Musharraf: US threatened to bomb Pakistan

Aljazeera - The Pakistani president has said that after the 9/11 attacks the United States threatened to bomb his country if it did not cooperate with America's campaign against the Taliban in Afghanistan.

In an interview with the CBS news show "60 Minutes" that will air on Sunday, Pervez Musharraf said the threat came from Richard Armitage, the US deputy secretary of state, and was given to Musharraf's intelligence director.

Musharraf said: "The intelligence director told me that [Armitage] said, 'Be prepared to be bombed. Be prepared to go back to the Stone Age.'

"I think it was a very rude remark."

Armitage was not immediately available to comment. A Bush administration official said there would be no comment on a "reported conversation between Mr. Armitage and a Pakistani official".

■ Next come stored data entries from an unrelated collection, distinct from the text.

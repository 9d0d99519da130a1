//! Scalar values accepted by the instrumented cache
//!
//! Values are written to the store the way a Redis client would write them:
//! text as UTF-8, bytes unchanged, numbers as their decimal text. Reading
//! therefore always yields raw bytes and the caller picks a decoder.
//!
//! Floats always keep a float marker (`1.0`, `1e-9`, `NaN`, `inf`), so a
//! stored float never reads back as an integer.

use crate::error::{CacheError, Result};
use serde::{Deserialize, Serialize, Serializer};
use std::fmt;

/// One of the four value kinds the cache stores
///
/// Serializes as a bare JSON value. JSON has no NaN or infinity, so those
/// floats render as the strings `"NaN"`, `"inf"` and `"-inf"`.
#[derive(Debug, Clone, PartialEq, Deserialize)]
#[serde(untagged)]
pub enum Scalar {
    Integer(i64),
    Float(f64),
    Text(String),
    Bytes(Vec<u8>),
}

impl Scalar {
    /// Name of the kind, for logs and errors
    pub fn kind(&self) -> &'static str {
        match self {
            Scalar::Text(_) => "text",
            Scalar::Bytes(_) => "bytes",
            Scalar::Integer(_) => "integer",
            Scalar::Float(_) => "float",
        }
    }

    /// Encode into the store's native byte representation
    pub fn encode(&self) -> Vec<u8> {
        match self {
            Scalar::Text(s) => s.as_bytes().to_vec(),
            Scalar::Bytes(b) => b.clone(),
            Scalar::Integer(i) => i.to_string().into_bytes(),
            Scalar::Float(f) => format!("{:?}", f).into_bytes(),
        }
    }
}

impl Serialize for Scalar {
    fn serialize<S: Serializer>(&self, serializer: S) -> std::result::Result<S::Ok, S::Error> {
        match self {
            Scalar::Integer(i) => serializer.serialize_i64(*i),
            Scalar::Float(f) if f.is_nan() => serializer.serialize_str("NaN"),
            Scalar::Float(f) if f.is_infinite() => {
                serializer.serialize_str(if *f > 0.0 { "inf" } else { "-inf" })
            }
            Scalar::Float(f) => serializer.serialize_f64(*f),
            Scalar::Text(s) => serializer.serialize_str(s),
            Scalar::Bytes(b) => b.serialize(serializer),
        }
    }
}

impl fmt::Display for Scalar {
    fn fmt(&self, f: &mut fmt::Formatter<'_>) -> fmt::Result {
        match self {
            Scalar::Text(s) => write!(f, "{}", s),
            Scalar::Bytes(b) => write!(f, "{}", String::from_utf8_lossy(b)),
            Scalar::Integer(i) => write!(f, "{}", i),
            Scalar::Float(x) => write!(f, "{:?}", x),
        }
    }
}

impl From<String> for Scalar {
    fn from(s: String) -> Self {
        Scalar::Text(s)
    }
}

impl From<&str> for Scalar {
    fn from(s: &str) -> Self {
        Scalar::Text(s.to_string())
    }
}

impl From<Vec<u8>> for Scalar {
    fn from(b: Vec<u8>) -> Self {
        Scalar::Bytes(b)
    }
}

impl From<&[u8]> for Scalar {
    fn from(b: &[u8]) -> Self {
        Scalar::Bytes(b.to_vec())
    }
}

impl From<i64> for Scalar {
    fn from(i: i64) -> Self {
        Scalar::Integer(i)
    }
}

impl From<i32> for Scalar {
    fn from(i: i32) -> Self {
        Scalar::Integer(i64::from(i))
    }
}

impl From<f64> for Scalar {
    fn from(f: f64) -> Self {
        Scalar::Float(f)
    }
}

/// Decode raw bytes as UTF-8 text
pub fn decode_text(raw: Vec<u8>) -> Result<String> {
    String::from_utf8(raw).map_err(|e| CacheError::decode("text", e))
}

/// Decode raw bytes as a base-10 integer
pub fn decode_integer(raw: Vec<u8>) -> Result<i64> {
    let text = std::str::from_utf8(&raw).map_err(|e| CacheError::decode("integer", e))?;
    text.trim()
        .parse::<i64>()
        .map_err(|e| CacheError::decode("integer", e))
}

/// Decode raw bytes as a floating-point number
pub fn decode_float(raw: Vec<u8>) -> Result<f64> {
    let text = std::str::from_utf8(&raw).map_err(|e| CacheError::decode("float", e))?;
    text.trim()
        .parse::<f64>()
        .map_err(|e| CacheError::decode("float", e))
}
//! # Call Recording
//!
//! Instrumentation is explicit composition. An [`Operation`] is any async
//! callable that runs against a [`KeyValueStore`]; two wrapper layers add
//! bookkeeping around it:
//!
//! - [`Counted`] increments the counter stored under the operation name
//!   before delegating.
//! - [`Recorded`] appends the rendered arguments to `<name>:inputs` before
//!   delegating and the rendered outcome to `<name>:outputs` afterwards.
//!
//! [`instrument`] applies both with counting outermost, so the counter is
//! bumped before the history sees the call.
//!
//! ## History format
//!
//! Each list element is a JSON object tagged with a format version:
//!
//! ```text
//! <name>:inputs   {"args":["foo"],"v":1}
//! <name>:outputs  {"ok":"0b6f...","v":1}   or   {"err":"...","v":1}
//! ```
//!
//! A failed call still appends an `err` record so that index *i* of the
//! inputs list always pairs with index *i* of the outputs list. Failures are
//! also counted under `<name>:failures`.
//!
//! ## Concurrency
//!
//! Each store primitive is atomic, so counters never lose increments and the
//! two lists always end up with the same length. The wrappers hold no lock
//! across a call though: when callers overlap, the *i*-th input and the
//! *i*-th output may belong to different calls. Pairing is exact only for
//! sequential callers of one operation.

use crate::error::{CacheError, Result};
use crate::store::{KeyValueStore, RawValue};
use async_trait::async_trait;
use serde::Serialize;
use serde_json::{json, Value};
use tracing::{debug, warn};

/// Version written into every history record
pub const HISTORY_FORMAT_VERSION: u64 = 1;

/// An async callable that runs against a key-value store
#[async_trait]
pub trait Operation: Send + Sync {
    /// Positional arguments, usually a tuple
    type Args: Serialize + Send + Sync + 'static;

    /// Value returned on success
    type Output: Serialize + Send + 'static;

    /// Stable qualified name, used as the key namespace for counters and history
    fn name(&self) -> &str;

    /// Run the operation
    async fn invoke(&self, store: &dyn KeyValueStore, args: Self::Args) -> Result<Self::Output>;
}

/// Store keys owned by one operation
#[derive(Debug, Clone, PartialEq, Eq)]
pub struct HistoryKeys {
    /// Invocation counter
    pub calls: String,
    /// Rendered argument list
    pub inputs: String,
    /// Rendered outcome list
    pub outputs: String,
    /// Failure counter
    pub failures: String,
}

impl HistoryKeys {
    /// Keys for the operation called `name`
    pub fn for_operation(name: &str) -> Self {
        Self {
            calls: name.to_string(),
            inputs: format!("{}:inputs", name),
            outputs: format!("{}:outputs", name),
            failures: format!("{}:failures", name),
        }
    }
}

/// Counting layer
pub struct Counted<O> {
    inner: O,
}

impl<O: Operation> Counted<O> {
    pub fn new(inner: O) -> Self {
        Self { inner }
    }

    pub fn inner(&self) -> &O {
        &self.inner
    }
}

#[async_trait]
impl<O: Operation> Operation for Counted<O> {
    type Args = O::Args;
    type Output = O::Output;

    fn name(&self) -> &str {
        self.inner.name()
    }

    async fn invoke(&self, store: &dyn KeyValueStore, args: Self::Args) -> Result<Self::Output> {
        let calls = store.incr(self.name()).await?;
        debug!("{} call #{}", self.name(), calls);
        self.inner.invoke(store, args).await
    }
}

/// History layer
pub struct Recorded<O> {
    inner: O,
    keys: HistoryKeys,
}

impl<O: Operation> Recorded<O> {
    pub fn new(inner: O) -> Self {
        let keys = HistoryKeys::for_operation(inner.name());
        Self { inner, keys }
    }

    pub fn inner(&self) -> &O {
        &self.inner
    }

    pub fn keys(&self) -> &HistoryKeys {
        &self.keys
    }
}

#[async_trait]
impl<O: Operation> Operation for Recorded<O> {
    type Args = O::Args;
    type Output = O::Output;

    fn name(&self) -> &str {
        self.inner.name()
    }

    async fn invoke(&self, store: &dyn KeyValueStore, args: Self::Args) -> Result<Self::Output> {
        store.rpush(&self.keys.inputs, render_input(&args)?).await?;

        let result = self.inner.invoke(store, args).await;

        let record = match &result {
            Ok(output) => render_output(output).unwrap_or_else(|e| render_error(&e)),
            Err(e) => render_error(e),
        };
        store.rpush(&self.keys.outputs, record).await?;

        if let Err(e) = &result {
            let failures = store.incr(&self.keys.failures).await?;
            warn!("{} failed ({} failures so far): {}", self.name(), failures, e);
        }

        result
    }
}

/// Wrap `op` with counting (outer) and history (inner)
pub fn instrument<O: Operation>(op: O) -> Counted<Recorded<O>> {
    Counted::new(Recorded::new(op))
}

fn render_input<A: Serialize>(args: &A) -> Result<RawValue> {
    let record = json!({ "v": HISTORY_FORMAT_VERSION, "args": serde_json::to_value(args)? });
    Ok(record.to_string().into_bytes())
}

fn render_output<T: Serialize>(output: &T) -> Result<RawValue> {
    let record = json!({ "v": HISTORY_FORMAT_VERSION, "ok": serde_json::to_value(output)? });
    Ok(record.to_string().into_bytes())
}

fn render_error(error: &CacheError) -> RawValue {
    json!({ "v": HISTORY_FORMAT_VERSION, "err": error.to_string() })
        .to_string()
        .into_bytes()
}

/// Outcome of one recorded call
#[derive(Debug, Clone, PartialEq)]
pub enum Outcome {
    /// The call returned this value
    Returned(Value),
    /// The call failed with this message
    Failed(String),
}

/// One decoded history entry
#[derive(Debug, Clone, PartialEq)]
pub struct CallRecord {
    /// Positional arguments as recorded
    pub args: Value,
    /// What the call produced
    pub outcome: Outcome,
}

fn parse_record(raw: &[u8], list: &str) -> Result<serde_json::Map<String, Value>> {
    let value: Value = serde_json::from_slice(raw)
        .map_err(|e| CacheError::History(format!("malformed {} record: {}", list, e)))?;

    let Value::Object(map) = value else {
        return Err(CacheError::History(format!("{} record is not an object", list)));
    };

    match map.get("v").and_then(Value::as_u64) {
        Some(HISTORY_FORMAT_VERSION) => Ok(map),
        Some(other) => Err(CacheError::History(format!(
            "unsupported {} record version {}",
            list, other
        ))),
        None => Err(CacheError::History(format!("{} record has no version", list))),
    }
}

/// Decode one `:inputs` element into its argument list
pub fn decode_input(raw: &[u8]) -> Result<Value> {
    let mut map = parse_record(raw, "input")?;
    map.remove("args")
        .ok_or_else(|| CacheError::History("input record has no args".to_string()))
}

/// Decode one `:outputs` element
pub fn decode_output(raw: &[u8]) -> Result<Outcome> {
    let mut map = parse_record(raw, "output")?;

    if let Some(value) = map.remove("ok") {
        return Ok(Outcome::Returned(value));
    }

    match map.remove("err") {
        Some(Value::String(message)) => Ok(Outcome::Failed(message)),
        Some(other) => Ok(Outcome::Failed(other.to_string())),
        None => Err(CacheError::History(
            "output record has neither ok nor err".to_string(),
        )),
    }
}

/// Read and pair the recorded history of `name`, earliest call first
///
/// Pairs are formed up to the shorter list, so a call still in flight is
/// left out.
pub async fn read_history(store: &dyn KeyValueStore, name: &str) -> Result<Vec<CallRecord>> {
    let keys = HistoryKeys::for_operation(name);
    let inputs = store.lrange(&keys.inputs, 0, -1).await?;
    let outputs = store.lrange(&keys.outputs, 0, -1).await?;

    inputs
        .iter()
        .zip(outputs.iter())
        .map(|(input, output)| -> Result<CallRecord> {
            Ok(CallRecord {
                args: decode_input(input)?,
                outcome: decode_output(output)?,
            })
        })
        .collect()
}

/// Current invocation count of `name`, 0 when it was never called
pub async fn call_count(store: &dyn KeyValueStore, name: &str) -> Result<u64> {
    counter_value(store, name).await
}

/// Number of failed invocations of `name`
pub async fn failure_count(store: &dyn KeyValueStore, name: &str) -> Result<u64> {
    counter_value(store, &HistoryKeys::for_operation(name).failures).await
}

async fn counter_value(store: &dyn KeyValueStore, key: &str) -> Result<u64> {
    match store.get(key).await? {
        Some(raw) => {
            let text = std::str::from_utf8(&raw).map_err(|e| CacheError::decode("counter", e))?;
            text.trim()
                .parse::<u64>()
                .map_err(|e| CacheError::decode("counter", e))
        }
        None => Ok(0),
    }
}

But the official said: "After 9/11, Pakistan made a strategic decision to join the war on terror and has since been a steadfast partner in that effort. Pakistan's commitment to this important endeavor has not wavered and our partnership has widened as a result."

The official 9/11 Commission report on the attacks and their aftermath, based largely on government documents, said US national security officials focused immediately on securing Pakistani cooperation as they planned a response.

Documents showed Armitage met the Pakistani ambassador and the visiting head of Pakistan's military intelligence service in Washington on September 13 and asked Pakistan to take seven steps.

They included ending logistical support for bin Laden and giving the United States blanket overflight and landing rights for military and intelligence flights.

The report did not discuss any threat the United States may have made, but it said Musharraf agreed to all seven US requests the same day.